The kNDVI leverages the RBF kernel to enhance the sensitivity and accuracy of vegetation monitoring. A key feature of this approach is the σ parameter, which plays a pivotal role in modulating the index’s sensitivity to vegetation density. For densely vegetated regions, increasing the σ value lowers the kNDVI’s derivative with respect to the NIR and red bands. This adjustment enhances its sensitivity to dense vegetation, enabling the index to capture the nuances of vegetation health that might be missed by traditional indices due to saturation effects. Conversely, reducing the σ value increases kNDVI’s sensitivity to changes in sparsely vegetated areas. This adjustment allows for the detection of subtle vegetation dynamics in environments where traditional vegetation indices may not perform well. The kNDVI effectively captures the spatial characteristics of vegetation drought through the application of a spatial heuristic algorithm. However, it exhibits a low correlation with the GPP of vegetation during drought periods. This correlation with GPP during drought can be enhanced by employing the σ parameter, which is estimated using a temporal heuristic algorithm. This approach underscores the potential for improving kNDVI’s sensitivity to the productivity dynamics of vegetation under drought stress by integrating temporal heuristics. The adjustment of kNDVI’s sensitivity through the σ parameter is underpinned by the RBF kernel’s mathematical properties. The kernel effectively models spatial relationships within spectral data, emphasizing the influence of spectral points that are close in the feature space while reducing the impact of more distant points. This local sensitivity is crucial for adapting the index to specific vegetation conditions, ensuring accurate monitoring across varied ecological landscapes.

6. Conclusions

This research employs the LightGBM-SHAP regression model to conduct a comprehensive examination of the differences between SIF remote sensing data, NDVI, and kNDVI in monitoring vegetation water stress and quantifying the variability of GPP due to drought during the period 2001–2020. The findings reveal that SIF exhibits a higher degree of sensitivity and accuracy in characterizing the anomalous dynamics of GPP during drought periods in comparison to NDVI and kNDVI.
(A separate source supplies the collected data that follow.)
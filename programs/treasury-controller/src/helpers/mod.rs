pub mod cpi;
pub mod math;
pub mod pda;

pub use cpi::*;
pub use math::*;
pub use pda::*;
A notable aspect of SIF is its capacity to reflect vegetation response to drought conditions earlier than the other indices, with a time lag of only 0–1 month. This contrasts with NDVI and kNDVI, which demonstrate time lags of 0–3 months and 0–4 months, respectively. This difference is likely attributable to direct correlation of SIF with plant photosynthesis, whereas NDVI primarily indicates overall vegetation greenness and biomass. Moreover, the study underscores that VPD is the predominant climatic factor affecting vegetation changes in regions south of 30°N in China. In terms of kNDVI performance, the research highlights the significant influence of the choice of kernel parameter σ values. Appropriately estimating this parameter can substantially improve the effectiveness of kNDVI in monitoring vegetation drought conditions. Therefore, we suggest that the use of kNDVI should be adapted to the vegetation coverage and growth cycle of the study area to achieve the best results.
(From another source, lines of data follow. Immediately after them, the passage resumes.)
use anchor_lang::prelude::*;

use crate::constants::BPS_DENOMINATOR;
use crate::errors::ErrorCode;

/// Configuration written by both `register_state` and `update_state`.
///
/// Every field is replaced on each call; there is no partial variant.
#[derive(AnchorSerialize, AnchorDeserialize, Clone, Debug, PartialEq, Eq)]
pub struct StateConfig {
    /// Identity allowed to update configuration and price
    pub update_authority: Pubkey,

    /// Receives the non-purchase share of each allocation
    pub treasury: Pubkey,

    /// Receives the purchase share of each allocation (native currency)
    pub holding_account: Pubkey,

    /// Token account that delegated burn authority to the state PDA
    pub holding_token_account: Pubkey,

    /// Native whole units per whole token, scaled by 10^PRICE_DECIMALS
    pub price: u64,

    /// Share of each allocation routed to purchases, in basis points
    pub purchase_proportion_bps: u16,

    /// Minimum spendable lamports before an allocation acts
    pub purchase_threshold: u64,
}

impl StateConfig {
    pub fn validate(&self) -> Result<()> {
        require!(
            self.purchase_proportion_bps <= BPS_DENOMINATOR,
            ErrorCode::InvalidPurchaseProportion
        );
        require!(self.price > 0, ErrorCode::InvalidPrice);
        Ok(())
    }

    /// Neither payout may land back on the state account at `state`;
    /// those lamports would be split again on the next allocation.
    pub fn ensure_destinations(&self, state: &Pubkey) -> Result<()> {
        require_keys_neq!(self.treasury, *state, ErrorCode::InvalidTreasury);
        require_keys_neq!(self.holding_account, *state, ErrorCode::InvalidHoldingAccount);
        Ok(())
    }
}

/// Controller state for one mint
///
/// Holds the allocation configuration and the running purchase total.
/// Lamports deposited to this account above its rent reserve are what
/// `allocate_yield` splits.
///
/// PDA Seeds: ["state", mint, [index]]
#[account]
#[derive(Default, Debug, PartialEq, Eq)]
pub struct State {
    /// Identity allowed to update configuration and price
    pub update_authority: Pubkey,

    /// Destination of the non-purchase share
    pub treasury: Pubkey,

    /// Target token mint; fixed at registration
    pub mint: Pubkey,

    /// Native-currency destination of the purchase share
    pub holding_account: Pubkey,

    /// Token account burned from through its delegation to this PDA
    pub holding_token_account: Pubkey,

    /// Native whole units per whole token, scaled by 10^PRICE_DECIMALS
    pub price: u64,

    /// Minimum spendable lamports before an allocation acts
    pub purchase_threshold: u64,

    /// Lifetime lamports routed to the holding account
    pub total_spent: u64,

    /// Share routed to purchases, in basis points
    pub purchase_proportion_bps: u16,

    /// Configuration discriminator (third PDA seed)
    pub index: u8,

    /// PDA bump seed
    pub bump: u8,

    /// Reserved for future use
    pub _reserved: [u8; 32],
}

impl State {
    /// Account size calculation:
    /// - 5 Pubkeys: 32 * 5 = 160 bytes (update_authority, treasury, mint,
    ///   holding_account, holding_token_account)
    /// - 3 u64: 8 * 3 = 24 bytes (price, purchase_threshold, total_spent)
    /// - 1 u16: 2 bytes (purchase_proportion_bps)
    /// - 2 u8: 2 bytes (index, bump)
    /// - _reserved: 32 bytes
    /// Total: 160 + 24 + 2 + 2 + 32 = 220 bytes
    pub const LEN: usize = 32 * 5 + 8 * 3 + 2 + 1 * 2 + 32;

    /// Seeds the freshly created account. `total_spent` starts at zero.
    pub fn initialize(&mut self, mint: Pubkey, index: u8, bump: u8, config: &StateConfig) -> Result<()> {
        config.validate()?;

        self.mint = mint;
        self.index = index;
        self.bump = bump;
        self.total_spent = 0;
        self.write_config(config);
        Ok(())
    }

    pub fn ensure_authority(&self, signer: &Pubkey) -> Result<()> {
        require_keys_eq!(*signer, self.update_authority, ErrorCode::UnauthorizedAccess);
        Ok(())
    }

    /// Replaces every configurable field, or none of them.
    /// `mint`, `index`, `bump` and `total_spent` are never touched.
    pub fn apply_config(&mut self, config: &StateConfig) -> Result<()> {
        config.validate()?;
        self.write_config(config);
        Ok(())
    }

    /// Returns the previous price.
    pub fn set_price(&mut self, price: u64) -> Result<u64> {
        require!(price > 0, ErrorCode::InvalidPrice);
        let old_price = self.price;
        self.price = price;
        Ok(old_price)
    }

    /// Adds a completed purchase to the lifetime total and returns the new total.
    pub fn record_spend(&mut self, purchase_amount: u64) -> Result<u64> {
        self.total_spent = self
            .total_spent
            .checked_add(purchase_amount)
            .ok_or(ErrorCode::MathOverflow)?;
        Ok(self.total_spent)
    }

    pub fn config(&self) -> StateConfig {
        StateConfig {
            update_authority: self.update_authority,
            treasury: self.treasury,
            holding_account: self.holding_account,
            holding_token_account: self.holding_token_account,
            price: self.price,
            purchase_proportion_bps: self.purchase_proportion_bps,
            purchase_threshold: self.purchase_threshold,
        }
    }

    fn write_config(&mut self, config: &StateConfig) {
        self.update_authority = config.update_authority;
        self.treasury = config.treasury;
        self.holding_account = config.holding_account;
        self.holding_token_account = config.holding_token_account;
        self.price = config.price;
        self.purchase_proportion_bps = config.purchase_proportion_bps;
        self.purchase_threshold = config.purchase_threshold;
    }
}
Overall, our study validates the advantages of using satellite-based SIF data for monitoring changes in vegetation affected by water resources, particularly in capturing subtropical vegetation GPP changes during droughts. These findings offer valuable guidance in selecting remote sensing indices for timely monitoring and precise assessment of the impacts of hydrological processes on vegetation growth. Furthermore, they pave the way for future research directions, such as exploring the combined impact of additional climatic factors and further refining algorithms and parameter optimization for more accurate monitoring of vegetation status.